- What is expected: Below are entries. Reproduce exactly the lines between the line holding "for (name, data)" and the line holding "fn rates(prev: DeltaState, current: Counters, now: Instant)", inclusive, and only those.

- Data to process:
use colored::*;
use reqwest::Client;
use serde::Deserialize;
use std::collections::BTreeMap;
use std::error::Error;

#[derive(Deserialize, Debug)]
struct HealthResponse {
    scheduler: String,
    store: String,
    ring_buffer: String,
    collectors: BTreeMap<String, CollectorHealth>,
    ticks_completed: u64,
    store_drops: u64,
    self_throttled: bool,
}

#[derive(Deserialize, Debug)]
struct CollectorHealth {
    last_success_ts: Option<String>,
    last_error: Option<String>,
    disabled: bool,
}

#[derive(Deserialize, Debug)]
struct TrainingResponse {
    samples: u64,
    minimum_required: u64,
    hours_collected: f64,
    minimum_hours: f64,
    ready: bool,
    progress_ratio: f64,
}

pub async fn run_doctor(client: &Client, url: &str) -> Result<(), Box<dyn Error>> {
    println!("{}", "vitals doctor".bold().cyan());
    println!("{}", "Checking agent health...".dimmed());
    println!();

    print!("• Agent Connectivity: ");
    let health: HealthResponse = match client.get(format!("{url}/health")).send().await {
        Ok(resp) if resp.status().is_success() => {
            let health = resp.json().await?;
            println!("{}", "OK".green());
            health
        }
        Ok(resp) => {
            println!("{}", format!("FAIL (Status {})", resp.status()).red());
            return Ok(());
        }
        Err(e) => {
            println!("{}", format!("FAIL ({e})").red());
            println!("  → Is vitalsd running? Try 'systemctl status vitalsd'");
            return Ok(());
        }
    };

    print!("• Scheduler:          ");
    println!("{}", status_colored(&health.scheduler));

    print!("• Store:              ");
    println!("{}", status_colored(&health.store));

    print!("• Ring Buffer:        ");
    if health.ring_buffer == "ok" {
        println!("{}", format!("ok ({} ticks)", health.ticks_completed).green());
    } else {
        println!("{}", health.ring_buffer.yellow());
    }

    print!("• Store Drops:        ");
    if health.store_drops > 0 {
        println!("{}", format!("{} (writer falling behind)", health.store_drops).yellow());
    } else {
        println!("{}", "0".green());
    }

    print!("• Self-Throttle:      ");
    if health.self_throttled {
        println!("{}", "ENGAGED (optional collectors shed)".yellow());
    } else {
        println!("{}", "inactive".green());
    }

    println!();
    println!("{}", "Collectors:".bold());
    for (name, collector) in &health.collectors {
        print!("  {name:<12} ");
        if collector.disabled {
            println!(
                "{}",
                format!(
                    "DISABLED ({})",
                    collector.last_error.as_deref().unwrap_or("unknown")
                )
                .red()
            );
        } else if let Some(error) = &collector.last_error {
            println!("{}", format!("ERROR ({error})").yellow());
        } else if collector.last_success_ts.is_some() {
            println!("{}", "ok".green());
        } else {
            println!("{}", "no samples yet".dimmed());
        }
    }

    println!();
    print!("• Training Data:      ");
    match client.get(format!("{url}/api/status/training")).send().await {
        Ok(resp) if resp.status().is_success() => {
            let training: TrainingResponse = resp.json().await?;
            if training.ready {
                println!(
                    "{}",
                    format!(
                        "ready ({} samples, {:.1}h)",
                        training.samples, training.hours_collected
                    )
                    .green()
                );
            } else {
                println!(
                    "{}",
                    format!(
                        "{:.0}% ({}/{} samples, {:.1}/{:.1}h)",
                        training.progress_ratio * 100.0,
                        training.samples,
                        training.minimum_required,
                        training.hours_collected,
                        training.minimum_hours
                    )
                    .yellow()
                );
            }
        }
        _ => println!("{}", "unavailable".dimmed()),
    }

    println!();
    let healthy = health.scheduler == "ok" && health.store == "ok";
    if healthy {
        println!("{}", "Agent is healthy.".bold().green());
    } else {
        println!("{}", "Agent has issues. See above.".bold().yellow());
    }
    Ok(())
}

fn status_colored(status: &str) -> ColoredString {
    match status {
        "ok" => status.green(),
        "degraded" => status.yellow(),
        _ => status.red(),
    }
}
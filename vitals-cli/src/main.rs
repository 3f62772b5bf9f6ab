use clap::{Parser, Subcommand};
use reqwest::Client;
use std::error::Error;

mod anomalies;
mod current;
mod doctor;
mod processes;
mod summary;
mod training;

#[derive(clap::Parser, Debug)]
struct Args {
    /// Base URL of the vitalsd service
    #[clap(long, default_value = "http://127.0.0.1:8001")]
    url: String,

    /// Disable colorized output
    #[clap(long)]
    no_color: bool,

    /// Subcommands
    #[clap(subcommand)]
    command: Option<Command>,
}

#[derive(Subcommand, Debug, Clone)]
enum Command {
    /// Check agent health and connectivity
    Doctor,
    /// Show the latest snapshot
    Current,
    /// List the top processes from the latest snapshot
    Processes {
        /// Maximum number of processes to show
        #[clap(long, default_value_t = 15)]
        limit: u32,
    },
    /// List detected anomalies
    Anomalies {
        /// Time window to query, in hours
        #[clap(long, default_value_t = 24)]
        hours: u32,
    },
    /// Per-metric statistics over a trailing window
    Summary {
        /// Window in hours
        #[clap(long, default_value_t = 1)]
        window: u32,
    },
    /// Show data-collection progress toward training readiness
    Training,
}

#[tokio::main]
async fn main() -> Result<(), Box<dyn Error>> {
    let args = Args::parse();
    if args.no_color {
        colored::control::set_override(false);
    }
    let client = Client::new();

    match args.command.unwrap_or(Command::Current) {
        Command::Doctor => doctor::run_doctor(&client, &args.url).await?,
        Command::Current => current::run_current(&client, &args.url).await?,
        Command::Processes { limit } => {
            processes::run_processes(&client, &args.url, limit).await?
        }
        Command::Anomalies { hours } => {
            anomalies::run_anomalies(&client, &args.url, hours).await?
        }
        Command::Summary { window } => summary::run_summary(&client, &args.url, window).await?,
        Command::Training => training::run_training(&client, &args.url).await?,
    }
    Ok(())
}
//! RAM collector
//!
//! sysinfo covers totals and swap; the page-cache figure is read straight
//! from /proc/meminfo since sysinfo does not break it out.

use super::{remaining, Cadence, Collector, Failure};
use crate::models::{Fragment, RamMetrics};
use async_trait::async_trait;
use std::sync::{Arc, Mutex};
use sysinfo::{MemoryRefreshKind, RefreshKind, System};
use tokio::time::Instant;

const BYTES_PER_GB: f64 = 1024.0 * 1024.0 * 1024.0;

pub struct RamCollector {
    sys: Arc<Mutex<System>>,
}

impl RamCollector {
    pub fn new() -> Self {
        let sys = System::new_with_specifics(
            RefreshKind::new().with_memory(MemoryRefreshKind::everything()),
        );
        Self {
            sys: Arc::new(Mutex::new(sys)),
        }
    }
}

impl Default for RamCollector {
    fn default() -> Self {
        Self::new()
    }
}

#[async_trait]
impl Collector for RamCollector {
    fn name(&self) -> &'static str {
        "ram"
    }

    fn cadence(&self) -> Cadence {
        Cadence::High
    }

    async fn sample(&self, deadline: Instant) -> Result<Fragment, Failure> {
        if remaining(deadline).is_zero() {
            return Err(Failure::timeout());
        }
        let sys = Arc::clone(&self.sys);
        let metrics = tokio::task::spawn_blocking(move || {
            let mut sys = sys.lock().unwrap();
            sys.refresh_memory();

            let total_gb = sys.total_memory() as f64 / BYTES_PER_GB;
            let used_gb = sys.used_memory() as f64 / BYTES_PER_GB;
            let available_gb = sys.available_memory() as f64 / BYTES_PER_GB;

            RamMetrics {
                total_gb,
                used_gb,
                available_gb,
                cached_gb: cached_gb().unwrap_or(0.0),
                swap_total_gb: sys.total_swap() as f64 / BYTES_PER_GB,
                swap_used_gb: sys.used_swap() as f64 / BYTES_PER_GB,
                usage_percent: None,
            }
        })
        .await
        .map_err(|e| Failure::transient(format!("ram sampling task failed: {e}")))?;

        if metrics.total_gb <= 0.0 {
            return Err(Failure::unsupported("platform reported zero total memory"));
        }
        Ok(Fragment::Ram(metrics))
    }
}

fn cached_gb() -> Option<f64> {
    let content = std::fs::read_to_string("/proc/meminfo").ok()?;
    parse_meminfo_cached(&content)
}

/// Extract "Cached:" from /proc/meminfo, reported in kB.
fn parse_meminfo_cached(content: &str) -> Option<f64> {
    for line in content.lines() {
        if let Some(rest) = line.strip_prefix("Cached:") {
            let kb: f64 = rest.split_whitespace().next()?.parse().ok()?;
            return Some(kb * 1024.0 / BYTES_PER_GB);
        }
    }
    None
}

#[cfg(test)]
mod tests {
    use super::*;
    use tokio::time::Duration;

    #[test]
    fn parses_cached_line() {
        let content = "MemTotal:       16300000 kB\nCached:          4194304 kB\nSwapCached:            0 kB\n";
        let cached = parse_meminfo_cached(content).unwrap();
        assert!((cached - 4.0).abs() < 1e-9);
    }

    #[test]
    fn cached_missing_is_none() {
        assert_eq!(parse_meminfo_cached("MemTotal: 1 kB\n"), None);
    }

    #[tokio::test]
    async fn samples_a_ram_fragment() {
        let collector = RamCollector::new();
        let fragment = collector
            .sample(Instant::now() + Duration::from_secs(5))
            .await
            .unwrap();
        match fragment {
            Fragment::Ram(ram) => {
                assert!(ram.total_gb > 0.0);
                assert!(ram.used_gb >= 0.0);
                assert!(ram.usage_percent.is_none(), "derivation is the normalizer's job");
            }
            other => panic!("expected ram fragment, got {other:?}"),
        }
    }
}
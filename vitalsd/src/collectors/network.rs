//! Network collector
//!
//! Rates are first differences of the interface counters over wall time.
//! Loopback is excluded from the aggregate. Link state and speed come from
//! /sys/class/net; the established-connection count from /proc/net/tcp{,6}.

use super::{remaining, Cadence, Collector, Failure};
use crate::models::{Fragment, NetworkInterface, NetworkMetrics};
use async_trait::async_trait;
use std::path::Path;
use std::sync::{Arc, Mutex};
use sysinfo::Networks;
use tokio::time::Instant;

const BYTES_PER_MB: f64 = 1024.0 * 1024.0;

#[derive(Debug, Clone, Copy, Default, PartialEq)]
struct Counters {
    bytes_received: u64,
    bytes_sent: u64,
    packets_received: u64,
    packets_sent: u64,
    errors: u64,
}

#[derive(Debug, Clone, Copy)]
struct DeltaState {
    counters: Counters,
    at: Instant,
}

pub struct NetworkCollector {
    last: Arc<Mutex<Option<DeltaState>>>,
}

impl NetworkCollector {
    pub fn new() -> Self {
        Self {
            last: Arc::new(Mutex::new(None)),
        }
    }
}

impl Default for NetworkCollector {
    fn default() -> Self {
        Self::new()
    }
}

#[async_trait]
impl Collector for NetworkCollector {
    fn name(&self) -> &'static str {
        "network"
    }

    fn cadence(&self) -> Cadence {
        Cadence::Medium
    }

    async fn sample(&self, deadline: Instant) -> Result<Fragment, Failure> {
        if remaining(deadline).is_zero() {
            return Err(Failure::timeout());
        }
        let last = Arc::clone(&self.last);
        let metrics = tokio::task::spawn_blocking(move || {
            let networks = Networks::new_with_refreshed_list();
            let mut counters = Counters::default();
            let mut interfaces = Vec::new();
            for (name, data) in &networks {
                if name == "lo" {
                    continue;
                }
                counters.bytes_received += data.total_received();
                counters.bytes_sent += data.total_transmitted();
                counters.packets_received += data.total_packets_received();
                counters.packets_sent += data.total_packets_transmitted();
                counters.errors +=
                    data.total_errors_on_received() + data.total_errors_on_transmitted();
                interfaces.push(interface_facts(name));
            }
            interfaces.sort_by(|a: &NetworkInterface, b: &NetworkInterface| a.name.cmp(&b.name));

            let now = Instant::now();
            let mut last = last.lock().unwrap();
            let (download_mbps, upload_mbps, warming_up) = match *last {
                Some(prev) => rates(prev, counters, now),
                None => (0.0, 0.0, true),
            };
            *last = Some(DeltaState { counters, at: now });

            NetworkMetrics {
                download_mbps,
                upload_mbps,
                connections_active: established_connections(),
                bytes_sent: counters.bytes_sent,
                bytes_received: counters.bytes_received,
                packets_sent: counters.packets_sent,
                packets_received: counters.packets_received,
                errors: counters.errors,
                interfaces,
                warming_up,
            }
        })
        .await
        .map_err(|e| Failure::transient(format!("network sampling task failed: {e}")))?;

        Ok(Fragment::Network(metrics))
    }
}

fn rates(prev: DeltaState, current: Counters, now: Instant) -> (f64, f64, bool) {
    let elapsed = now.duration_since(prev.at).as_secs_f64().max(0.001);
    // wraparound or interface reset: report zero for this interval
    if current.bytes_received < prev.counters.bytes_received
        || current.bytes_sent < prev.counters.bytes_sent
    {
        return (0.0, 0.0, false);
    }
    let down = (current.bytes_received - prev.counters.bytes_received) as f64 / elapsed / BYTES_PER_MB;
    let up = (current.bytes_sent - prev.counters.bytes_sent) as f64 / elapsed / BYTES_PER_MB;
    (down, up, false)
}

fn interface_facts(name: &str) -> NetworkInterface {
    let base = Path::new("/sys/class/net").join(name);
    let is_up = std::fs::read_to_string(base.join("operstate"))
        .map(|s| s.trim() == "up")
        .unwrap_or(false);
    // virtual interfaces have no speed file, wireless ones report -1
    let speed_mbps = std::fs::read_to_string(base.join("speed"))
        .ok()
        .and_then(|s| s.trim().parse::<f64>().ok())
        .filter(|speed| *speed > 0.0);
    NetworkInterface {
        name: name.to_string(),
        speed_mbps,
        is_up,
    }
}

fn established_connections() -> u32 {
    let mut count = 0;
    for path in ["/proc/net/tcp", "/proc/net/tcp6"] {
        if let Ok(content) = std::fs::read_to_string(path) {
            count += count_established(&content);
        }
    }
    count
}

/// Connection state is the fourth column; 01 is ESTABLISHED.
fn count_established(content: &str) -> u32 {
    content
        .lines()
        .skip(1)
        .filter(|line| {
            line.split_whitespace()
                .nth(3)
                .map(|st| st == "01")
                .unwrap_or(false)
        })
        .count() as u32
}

- Answer box:
            for (name, data) in &networks {
                if name == "lo" {
                    continue;
                }
                counters.bytes_received += data.total_received();
                counters.bytes_sent += data.total_transmitted();
                counters.packets_received += data.total_packets_received();
                counters.packets_sent += data.total_packets_transmitted();
                counters.errors +=
                    data.total_errors_on_received() + data.total_errors_on_transmitted();
                interfaces.push(interface_facts(name));
            }
            interfaces.sort_by(|a: &NetworkInterface, b: &NetworkInterface| a.name.cmp(&b.name));

            let now = Instant::now();
            let mut last = last.lock().unwrap();
            let (download_mbps, upload_mbps, warming_up) = match *last {
                Some(prev) => rates(prev, counters, now),
                None => (0.0, 0.0, true),
            };
            *last = Some(DeltaState { counters, at: now });

            NetworkMetrics {
                download_mbps,
                upload_mbps,
                connections_active: established_connections(),
                bytes_sent: counters.bytes_sent,
                bytes_received: counters.bytes_received,
                packets_sent: counters.packets_sent,
                packets_received: counters.packets_received,
                errors: counters.errors,
                interfaces,
                warming_up,
            }
        })
        .await
        .map_err(|e| Failure::transient(format!("network sampling task failed: {e}")))?;

        Ok(Fragment::Network(metrics))
    }
}

fn rates(prev: DeltaState, current: Counters, now: Instant) -> (f64, f64, bool) {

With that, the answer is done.